IMPORTANT NOTE: This article is regarding the new 2017 tax bill, the Tax Cuts and Jobs Act. As of this writing the bill has not yet passed both houses of Congress, although it is expected to do so and to be signed into law, perhaps as early as the 2017 Christmas Federal Holiday.
The bill is at least 500 pages long and very complex, and it is not yet fully understood by nearly anyone. This article is an attempt to explain in simple terms the most important provisions of the bill that apply to small businesses.
For example, the bill has some provisions that may create additional advantages to forming a Limited Liability Company (LLC), C Corporation or S Corporation (subchapter S entity). This article will examine the most significant of those provisions.

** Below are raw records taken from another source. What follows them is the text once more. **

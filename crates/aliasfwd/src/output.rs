//! Output formatting: table, JSON, YAML, plain.
//!
//! Renders data in the format selected by `--output`. Table uses `tabled`,
//! structured formats use serde, plain emits one identifier per line.
//! Warnings always go to stderr so stdout stays parseable.

use std::io::{self, IsTerminal, Write};

use owo_colors::OwoColorize;
use tabled::{Table, Tabled, settings::Style};

use aliasfwd_core::Warning;

use crate::cli::{ColorMode, OutputFormat};

// ── Color helpers ────────────────────────────────────────────────────

/// Determine whether color output should be enabled.
pub fn should_color(mode: &ColorMode) -> bool {
    match mode {
        ColorMode::Always => true,
        ColorMode::Never => false,
        ColorMode::Auto => io::stderr().is_terminal() && std::env::var("NO_COLOR").is_err(),
    }
}

// ── Render dispatchers ───────────────────────────────────────────────

/// Render a list of serde-serializable + tabled items in the chosen format.
///
/// - `table`: uses the `Tabled` derive to build a pretty table
/// - `json` / `json-compact`: serializes the original data via serde
/// - `yaml`: serializes via serde_yaml
/// - `plain`: calls `id_fn` on each item to emit one identifier per line
pub fn render_list<T, R>(
    format: &OutputFormat,
    data: &[T],
    to_row: impl Fn(&T) -> R,
    id_fn: impl Fn(&T) -> String,
) -> String
where
    T: serde::Serialize,
    R: Tabled,
{
    match format {
        OutputFormat::Table => {
            let rows: Vec<R> = data.iter().map(to_row).collect();
            render_table(&rows)
        }
        OutputFormat::Json => render_json(data, false),
        OutputFormat::JsonCompact => render_json(data, true),
        OutputFormat::Yaml => render_yaml(data),
        OutputFormat::Plain => data.iter().map(&id_fn).collect::<Vec<_>>().join("\n"),
    }
}

/// Render a single serde-serializable item in the chosen format.
///
/// Table rendering uses a custom `detail_fn` that returns a pre-formatted string,
/// since single-item detail views don't use `Tabled` derive.
pub fn render_single<T>(
    format: &OutputFormat,
    data: &T,
    detail_fn: impl Fn(&T) -> String,
    id_fn: impl Fn(&T) -> String,
) -> String
where
    T: serde::Serialize,
{
    match format {
        OutputFormat::Table => detail_fn(data),
        OutputFormat::Json => render_json(data, false),
        OutputFormat::JsonCompact => render_json(data, true),
        OutputFormat::Yaml => render_yaml(data),
        OutputFormat::Plain => id_fn(data),
    }
}

/// Print the rendered output to stdout, respecting quiet mode.
pub fn print_output(output: &str, quiet: bool) {
    if quiet || output.is_empty() {
        return;
    }
    let mut stdout = io::stdout().lock();
    let _ = writeln!(stdout, "{output}");
}

/// Print operation warnings to stderr. Quiet mode does not hide them.
pub fn print_warnings(warnings: &[Warning], color: &ColorMode) {
    if warnings.is_empty() {
        return;
    }
    let colored = should_color(color);
    let mut stderr = io::stderr().lock();
    for warning in warnings {
        if colored {
            let _ = writeln!(stderr, "{} {warning}", "warning:".yellow().bold());
        } else {
            let _ = writeln!(stderr, "warning: {warning}");
        }
    }
}

/// Whether the chosen format is meant for machines.
pub fn is_structured(format: &OutputFormat) -> bool {
    matches!(
        format,
        OutputFormat::Json | OutputFormat::JsonCompact | OutputFormat::Yaml
    )
}

// ── Format-specific renderers ────────────────────────────────────────

fn render_table<R: Tabled>(rows: &[R]) -> String {
    Table::new(rows).with(Style::rounded()).to_string()
}

/// Pretty-printed JSON.
pub(crate) fn render_json_pretty<T: serde::Serialize + ?Sized>(data: &T) -> String {
    serde_json::to_string_pretty(data).expect("serialization should not fail")
}

/// Compact single-line JSON.
pub(crate) fn render_json_compact<T: serde::Serialize + ?Sized>(data: &T) -> String {
    serde_json::to_string(data).expect("serialization should not fail")
}

fn render_json<T: serde::Serialize + ?Sized>(data: &T, compact: bool) -> String {
    if compact {
        render_json_compact(data)
    } else {
        render_json_pretty(data)
    }
}

/// YAML output.
pub(crate) fn render_yaml<T: serde::Serialize + ?Sized>(data: &T) -> String {
    serde_yaml::to_string(data).expect("serialization should not fail")
}

#[cfg(test)]
mod tests {
    use super::*;
    use serde::Serialize;

    #[derive(Serialize)]
    struct Item {
        alias: String,
    }

    #[derive(Tabled)]
    struct Row {
        #[tabled(rename = "Alias")]
        alias: String,
    }

    fn items() -> Vec<Item> {
        vec![
            Item {
                alias: "alice".into(),
            },
            Item { alias: "bob".into() },
        ]
    }

    #[test]
    fn plain_emits_one_id_per_line() {
        let out = render_list(
            &OutputFormat::Plain,
            &items(),
            |i| Row {
                alias: i.alias.clone(),
            },
            |i| i.alias.clone(),
        );
        assert_eq!(out, "alice\nbob");
    }

    #[test]
    fn table_has_header() {
        let out = render_list(
            &OutputFormat::Table,
            &items(),
            |i| Row {
                alias: i.alias.clone(),
            },
            |i| i.alias.clone(),
        );
        assert!(out.contains("Alias"));
        assert!(out.contains("bob"));
    }

    #[test]
    fn compact_json_is_single_line() {
        let out = render_single(
            &OutputFormat::JsonCompact,
            &Item {
                alias: "alice".into(),
            },
            |_| String::new(),
            |i| i.alias.clone(),
        );
        assert_eq!(out, r#"{"alias":"alice"}"#);
    }
}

This article is not being offered as (nor should it be taken as) tax advice, and no business decisions should be made based upon this information without consultation with the appropriate tax professionals.
The Pass-Through Income Deduction
This is probably one of the most significant and exciting provisions of the new tax bill, specifically with regard to owning/forming a business. There is a potential 20 percent deduction of off “qualified business income” for pass-through entities. A limitation on this deduction would be phased in based on W-2 wages above a threshold amount of taxable income, though what that threshold amount will be is currently unclear.

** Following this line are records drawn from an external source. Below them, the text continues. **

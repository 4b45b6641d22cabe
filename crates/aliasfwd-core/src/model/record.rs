// ── DNS forwarding records ──
//
// The TXT encoding is the only wire format this crate owns:
//
//     forward-email=<alias>:<target-or-empty>
//
// `forward-email=<alias>:` is the lookup key. The trailing colon keeps
// `bob` from matching `bobby`'s record.

use std::fmt;

use chrono::{DateTime, Utc};
use serde::{Deserialize, Serialize};

use super::identity::{Alias, ForwardTarget};

pub const FORWARD_EMAIL_PREFIX: &str = "forward-email=";

// ── RecordId ────────────────────────────────────────────────────────

/// Provider-assigned opaque record identifier.
#[derive(Debug, Clone, PartialEq, Eq, Hash, PartialOrd, Ord, Serialize, Deserialize)]
#[serde(transparent)]
pub struct RecordId(String);

impl RecordId {
    pub fn new(id: impl Into<String>) -> Self {
        Self(id.into())
    }

    pub fn as_str(&self) -> &str {
        &self.0
    }
}

impl fmt::Display for RecordId {
    fn fmt(&self, f: &mut fmt::Formatter<'_>) -> fmt::Result {
        f.write_str(&self.0)
    }
}

impl From<String> for RecordId {
    fn from(s: String) -> Self {
        Self(s)
    }
}

impl From<&str> for RecordId {
    fn from(s: &str) -> Self {
        Self(s.to_owned())
    }
}

// ── DnsRecord ───────────────────────────────────────────────────────

/// A TXT record as the provider reports it. The provider is authoritative.
#[derive(Debug, Clone, PartialEq, Eq, Serialize, Deserialize)]
pub struct DnsRecord {
    pub id: RecordId,
    pub name: String,
    pub content: String,
    pub modified_on: Option<DateTime<Utc>>,
}

impl DnsRecord {
    /// Whether this record carries the forwarding key for `alias`.
    pub fn matches_alias(&self, alias: &Alias) -> bool {
        self.content.contains(&ForwardingEntry::lookup_key(alias))
    }
}

// ── ForwardingEntry ─────────────────────────────────────────────────

/// Forwarding configuration of one alias, as encoded in TXT content.
#[derive(Debug, Clone, PartialEq, Eq)]
pub struct ForwardingEntry<'a> {
    pub alias: &'a Alias,
    pub target: Option<&'a ForwardTarget>,
}

impl<'a> ForwardingEntry<'a> {
    pub fn new(alias: &'a Alias, target: Option<&'a ForwardTarget>) -> Self {
        Self { alias, target }
    }

    /// `forward-email=<alias>:` for `alias`.
    pub fn lookup_key(alias: &Alias) -> String {
        format!("{FORWARD_EMAIL_PREFIX}{alias}:")
    }

    /// Full TXT content. Deterministic in its inputs.
    pub fn to_txt_content(&self) -> String {
        format!(
            "{}{}",
            Self::lookup_key(self.alias),
            self.target.map(ForwardTarget::as_str).unwrap_or_default()
        )
    }
}

// ── ForwardingRecord ────────────────────────────────────────────────

/// A provider record decoded back into alias and target.
///
/// `target` stays a raw string: records written by hand may hold values
/// this crate would not accept as input.
#[derive(Debug, Clone, PartialEq, Eq, Serialize)]
pub struct ForwardingRecord {
    pub record_id: RecordId,
    pub alias: String,
    pub target: Option<String>,
    pub modified_on: Option<DateTime<Utc>>,
}

impl ForwardingRecord {
    /// Decode a record, tolerating the quoted form some providers return.
    /// Returns `None` for TXT records that are not forwarding records.
    pub fn decode(record: &DnsRecord) -> Option<Self> {
        let content = record.content.trim();
        let content = content
            .strip_prefix('"')
            .and_then(|c| c.strip_suffix('"'))
            .unwrap_or(content);

        let rest = content.strip_prefix(FORWARD_EMAIL_PREFIX)?;
        let (alias, target) = rest.split_once(':')?;
        if alias.is_empty() {
            return None;
        }

        Some(Self {
            record_id: record.id.clone(),
            alias: alias.to_owned(),
            target: (!target.is_empty()).then(|| target.to_owned()),
            modified_on: record.modified_on,
        })
    }

    /// Decode `record` as `alias`'s forwarding record wherever the lookup
    /// key sits in the content, the same rule `DnsRecord::matches_alias`
    /// applies. The target runs to the next whitespace or closing quote.
    pub fn decode_for(record: &DnsRecord, alias: &Alias) -> Option<Self> {
        let key = ForwardingEntry::lookup_key(alias);
        let (_, rest) = record.content.split_once(&key)?;
        let target = rest
            .split(|c: char| c.is_whitespace() || c == '"')
            .next()
            .filter(|t| !t.is_empty());

        Some(Self {
            record_id: record.id.clone(),
            alias: alias.to_string(),
            target: target.map(str::to_owned),
            modified_on: record.modified_on,
        })
    }
}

A pass-through entity is a company that does not pay taxes for itself. Instead, the net income (or loss) is divided among the owners and “passes through” to the owner(s) of the company, being added to their personal income. Thus, the income is still taxed, but it is taxed at the individual level on the personal income of each owner. Currently, for most pass-through businesses, 100 percent of the income that is passed through to the owners is taxed at the same rate as the ordinary income of each individual owner.
“Qualified business income” means the net amount of qualified items of income, gain, deduction and loss with respect to the qualified trade or business of the taxpayer. These items must be effectively connected with the conduct of a trade or business within the United States. They do not include specified investment-related income, deductions, or losses.

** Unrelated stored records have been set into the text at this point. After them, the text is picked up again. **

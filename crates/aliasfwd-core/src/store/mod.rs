// ── Profile store seam ──
//
// Where alias owners and their cached record ids live. The reconciler
// treats reads and profile inserts/removals as primary (failures abort the
// operation) and `set_record_id` as best-effort.

mod file;
mod memory;

use std::future::Future;

use thiserror::Error;

use crate::model::{Alias, ForwardTarget, RecordId, UserId, UserProfile};

pub use file::FileProfileStore;
pub use memory::MemoryProfileStore;

#[derive(Debug, Error)]
pub enum StoreError {
    #[error("no profile for user '{user}'")]
    NotFound { user: String },

    #[error("alias '{alias}' is already assigned to user '{owner}'")]
    AliasTaken { alias: String, owner: String },

    #[error("user '{user}' already has a profile")]
    UserExists { user: String },

    #[error("IO error: {0}")]
    Io(#[from] std::io::Error),

    #[error("failed to decode profile store: {0}")]
    Decode(#[from] toml::de::Error),

    #[error("failed to encode profile store: {0}")]
    Encode(#[from] toml::ser::Error),

    /// Catch-all for backends that are not files or maps.
    #[error("{0}")]
    Backend(String),
}

/// Persistence for [`UserProfile`]s, keyed by user and unique by alias.
pub trait ProfileStore: Send + Sync {
    fn get(
        &self,
        user: &UserId,
    ) -> impl Future<Output = Result<UserProfile, StoreError>> + Send;

    fn find_by_alias(
        &self,
        alias: &Alias,
    ) -> impl Future<Output = Result<Option<UserProfile>, StoreError>> + Send;

    /// All profiles, ordered by alias.
    fn list(&self) -> impl Future<Output = Result<Vec<UserProfile>, StoreError>> + Send;

    /// Insert a new profile. Fails on a taken alias or an existing user.
    fn insert(
        &self,
        profile: UserProfile,
    ) -> impl Future<Output = Result<(), StoreError>> + Send;

    fn remove(
        &self,
        user: &UserId,
    ) -> impl Future<Output = Result<UserProfile, StoreError>> + Send;

    /// Write (or clear) the cached DNS record id.
    fn set_record_id(
        &self,
        user: &UserId,
        record_id: Option<&RecordId>,
    ) -> impl Future<Output = Result<(), StoreError>> + Send;

    /// Write (or clear) the displayed forwarding target.
    fn set_forward_to(
        &self,
        user: &UserId,
        target: Option<&ForwardTarget>,
    ) -> impl Future<Output = Result<(), StoreError>> + Send;
}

You can think of qualified income as the net profit that ultimately passes through to the owners, although there will likely be certain caveats and limitations to the amount to which the new deduction applies (see below).
Some Important Caveats and Limitations
First, this deduction does not apply to compensation that business owners might pay themselves. For example, it would not apply to any salary or other similar compensation that an owner would pay themselves for actual work/labor/services to the company — only to profits distributed to owners after all ordinary business expenses, including compensation, are accounted for.
There are also certain “specified trades or businesses” referenced in the bill that do not necessarily qualify for this deduction. Those include any trade or business in the fields of accounting, health, law, consulting, athletics, financial services, brokerage services, or any business where the principal asset of the business is the reputation or skill of one or more of its employees.
The exclusion from the definition of a qualified business for specified service trades or businesses phases in for a taxpayer with taxable income in excess of $157,500 (or $315,000 for a joint return).
For each qualified trade or business, 20 percent would be deducted from their qualified business income, though there is a limit on the amount of income that is eligible for the deduction. This limit is 50 percent of the W-2 wages (e.g., salary) that each owner is paid by the business.
Additionally, this provision in the new tax bill specifically references partnerships, S Corporations or sole proprietorships, which has lead some to assume that it does not apply to LLCs.
This assumption is almost certainly incorrect for a few reasons:
- First, those provisions are referencing the specific taxation status of certain entities. It’s reasonable for LLCs not to be referenced because there is not a specific federal tax status for LLCs. By default, an LLC is treated by the IRS either as a sole proprietorship or a partnership for federal tax purposes.
- Second, LLCs have constituted the majority of new and small business incorporations for many years at this point. It seems inconceivable that the sweeping changes contained within this bill would exclude the millions of current and future LLC owners.
- Third, even if this deduction inexplicably did not apply to LLCs, any existing and future LLCs could simply elect to be taxed under subchapter S of the federal tax code, and thus be treated as S Corporations for federal tax purposes.